In a telephone interview with AFP on Monday, the chairman of the IOC's coordination committee for the Olympic Games-2020, said that the Tokyo Games will take place "with or without" coronavirus and "will begin on July 23 of the next year".

"It will be the Games that have defeated the Covid, the light at the end of the tunnel," he said.

The theme of the Olympics will be "reconstruction after the devastation caused by the tsunami," Coates said, referring to the earthquake and tsunami that devastated northeastern Japan in 2011.

The Games have so far only been canceled in times of war.

They were initially scheduled to be inaugurated on July 24, but organizers made the historic decision in March to postpone them until the summer of 2021, as the Covid-19 pandemic progressed around the world.

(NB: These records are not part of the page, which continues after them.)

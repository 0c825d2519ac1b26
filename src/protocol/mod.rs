//! Accumulate protocol objects: accounts, data entries, transactions and signatures.
mod account;
mod data_entry;
mod signature;
mod transaction;

pub use account::*;
pub use data_entry::*;
pub use signature::*;
pub use transaction::*;

/// Serde helper for lists of byte strings written as hex.
pub(crate) mod hex_parts {
    use serde::{Deserialize, Deserializer, Serialize, Serializer};

    pub fn serialize<S: Serializer>(parts: &[Vec<u8>], s: S) -> Result<S::Ok, S::Error> {
        let hex: Vec<String> = parts.iter().map(hex::encode).collect();
        hex.serialize(s)
    }

    pub fn deserialize<'de, D: Deserializer<'de>>(d: D) -> Result<Vec<Vec<u8>>, D::Error> {
        let hex = Vec::<String>::deserialize(d)?;
        hex.iter()
            .map(|h| hex::decode(h).map_err(serde::de::Error::custom))
            .collect()
    }
}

The Japanese authorities, as well as the IOC, have made it clear that they do not want them to be postponed a second time.

Japan's borders currently remain largely closed to visitors, and many experts doubt the pandemic will be under control by next summer.

According to several recent polls, a clear majority of Japanese want a further postponement of the Olympics, or their cancellation, because of the coronavirus.

Mr. Coates assured that the Japanese government "has not given up at all" following this postponement, despite the "immense task" that this represents.

- "Gigantic task" -

“Before the Covid, (IOC President) Thomas Bach said it was the best prepared Games we have ever seen, the venues were almost all finished, they are now finished, the village is amazing, (.. .) everything is fine, ”he said.

"They were postponed for a year, which represents a gigantic task in terms of securing all the sites," said the president of the IOC coordination committee for these Olympics.

He explained in particular that it was necessary to renegotiate the contracts concluded with the partners and the hotels while the commitments of the sponsors had to be extended by one year as well as the broadcasting rights.

“With much of this work in progress, or already completed, a working group has been set up to look at the different possible scenarios for 2021,” Coates said.

In particular, it will have to examine how border controls will affect the movement of athletes and officials.

"In some countries, the situation (linked to the coronavirus) will be under control, in others not. We will therefore have athletes coming from places where it is under control and others where it is not," according to him.

The question of the number of spectators authorized to attend the Olympic events as well as the opening and closing ceremonies is also being studied.

This group, made up of Japanese officials and IOC members, met for the first time last week.

"Their task now is to consider any countermeasures that will be necessary for the Games to take place," said Coates, longtime chairman of the Australian Olympic Committee.

He recalled that 206 teams are engaged: "there is therefore an immense task which is carried out on the Japanese side."